Time for all of us to ponder our priorities

 

The time has come for American corporations to begin the essential task of reorientation toward a triple bottom line, a strategy that considers a reasonable profit margin but also incorporates working for the common good, including a greater consideration for the well-being of employees ("Thanks-buying? Stores start shopping season on the holiday," Nov. 14). Accepting responsibility to protect and sustain our earthly ecosystem would also be an essential element of a new ethical capitalism. Businesses and corporations need to begin this journey by allowing employees to rest, reflect and enjoy Thanksgiving.

LINDA LITTRELL, ST. PAUL

• • •

As you wander the aisle or surf the Web this holiday season, be conscious about your purchasing.

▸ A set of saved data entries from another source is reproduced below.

//! # index-sync-worker
//!
//! Applies one claimed outbox event to the search index.
//!
//! ```text
//! OutboxEvent ──▶ DocumentMapper ──▶ IndexMutation ──▶ SearchIndex (version guard)
//!                                                          │
//!                                            SyncOutcome ◀─┘
//! ```
//!
//! The document id is the aggregate id, the logical index is the aggregate
//! type, and the document version is the event's sequence number. Every write
//! is conditional on that version, so applying an event twice, or after a
//! later event has landed, reports [`SyncOutcome::StaleSkip`] instead of
//! changing the index.
//!
//! The worker never touches the outbox; the dispatcher turns the returned
//! [`SyncOutcome`] into a status change.

mod error;
mod mapper;
mod worker;

pub use error::{MappingError, SyncError};
pub use mapper::{DocumentMapper, IndexMutation, JsonSnapshotMapper};
pub use worker::{SyncOutcome, SyncWorker};
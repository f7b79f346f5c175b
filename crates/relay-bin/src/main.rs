//! outbox-relay: propagates outbox events into the search index and exposes
//! operator controls over the outbox.

mod commands;
mod output;
mod settings;

use std::path::PathBuf;

use clap::{Parser, Subcommand};
use relay_config_and_utils::{init_logging, parse_level, Config, Paths};
use tracing::debug;

/// Outbox relay command-line interface.
#[derive(Parser)]
#[command(name = "outbox-relay")]
#[command(about = "Transactional outbox relay and search-index synchronizer")]
#[command(version)]
struct Cli {
    #[command(subcommand)]
    command: Commands,

    /// Log level (trace, debug, info, warn, error). Overrides the config file.
    #[arg(short, long, global = true)]
    log_level: Option<String>,

    /// Base directory for config, database and logs. Defaults to ~/.outbox-relay
    #[arg(long, global = true, env = "OUTBOX_RELAY_BASE_DIR")]
    base_dir: Option<PathBuf>,

    /// Output format (text or json)
    #[arg(short, long, default_value = "text", global = true)]
    format: output::OutputFormat,
}

#[derive(Subcommand)]
enum Commands {
    /// Run the dispatcher until Ctrl-C
    Run {
        /// Identifier recorded on claimed events. Defaults to <hostname>-<pid>
        #[arg(long)]
        instance_id: Option<String>,
        /// Only dispatch events of this aggregate type
        #[arg(long)]
        partition: Option<String>,
    },
    /// Show outbox counts, staleness and checkpoint
    Stats,
    /// Show the retained events of one aggregate in sequence order
    History {
        /// Aggregate type, e.g. `order`
        aggregate_type: String,
        /// Aggregate id
        aggregate_id: String,
    },
    /// Write the effective configuration to config.json
    Init {
        /// Overwrite an existing config file
        #[arg(long)]
        force: bool,
    },
    /// Requeue claims that exceeded the liveness timeout and advance the checkpoint
    Sweep,
    /// Delete dispatched events past the retention window
    Purge {
        /// Retention in hours. Defaults to dispatcher.retention_hours
        #[arg(long)]
        older_than_hours: Option<u64>,
    },
    /// Inspect and resolve dead-lettered events
    Dead {
        #[command(subcommand)]
        command: DeadCommands,
    },
}

#[derive(Subcommand)]
enum DeadCommands {
    /// List dead events, oldest first
    List {
        /// Maximum number of events to show
        #[arg(short = 'n', long, default_value = "50")]
        limit: usize,
    },
    /// Return a dead event to pending with a fresh retry budget
    Requeue {
        /// Event ID
        id: String,
    },
    /// Permanently delete a dead event, unblocking its aggregate
    Discard {
        /// Event ID
        id: String,
    },
}

#[tokio::main]
async fn main() {
    let cli = Cli::parse();
    let format = cli.format;

    if let Err(e) = run(cli).await {
        output::print_error(&format!("{e:#}"), &format);
        std::process::exit(1);
    }
}

async fn run(cli: Cli) -> anyhow::Result<()> {
    let paths = match cli.base_dir {
        Some(base) => Paths::with_base_dir(base),
        None => Paths::new()?,
    };
    paths.ensure_dirs()?;

    let mut config = Config::load(&paths)?;
    if let Some(level) = cli.log_level {
        config.log_level = level;
    }

    // Only the long-running dispatcher mirrors logs to stderr.
    let foreground = matches!(cli.command, Commands::Run { .. });
    let log_file = init_logging(&config.log_level, paths.log_file(), foreground)?;
    debug!(
        level = %parse_level(&config.log_level),
        log_file = %log_file.display(),
        "Logging initialized"
    );

    let format = cli.format;
    match cli.command {
        Commands::Run {
            instance_id,
            partition,
        } => commands::run(&config, &paths, instance_id, partition).await,
        Commands::Stats => commands::stats(&config, &paths, &format).await,
        Commands::History {
            aggregate_type,
            aggregate_id,
        } => commands::history(&config, &paths, &aggregate_type, &aggregate_id, &format).await,
        Commands::Init { force } => commands::init(&config, &paths, force, &format),
        Commands::Sweep => commands::sweep(&config, &paths, &format).await,
        Commands::Purge { older_than_hours } => {
            commands::purge(&config, &paths, older_than_hours, &format).await
        }
        Commands::Dead { command } => match command {
            DeadCommands::List { limit } => commands::dead_list(&config, &paths, limit, &format).await,
            DeadCommands::Requeue { id } => commands::dead_requeue(&config, &paths, &id, &format).await,
            DeadCommands::Discard { id } => commands::dead_discard(&config, &paths, &id, &format).await,
        },
    }
}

Studies say that $68 of every $100 stay in your community when you shop at independent local stores, vs. $43 when you shop with a national chain. If you're concerned about the economy, shopping local is putting the money where your mouth is.

Die-hard online shoppers and chain-store junkies, I hear your heart palpitating. A small gasp and thoughts of, "What about Target? What about Amazon?!?" I love my Amazon and Target, too. Take it easy. No need to go into withdrawal, you can just opt to buy a few of your gifts locally.

Americans are expected to spend an average of $646 on gifts this holiday season. Shop at an independent local business, and $439.38 will be injected back into your community. Shop at a national chain, and $277.78 -- that's $161.60 less -- will recirculate locally.

Now, as much as I believe in supporting local shops, did anyone else do a double-take that $646 is what the average American spends on the holidays? We've got a bigger issue than shopping local here, folks. Consumerism. This holiday season, think before you buy.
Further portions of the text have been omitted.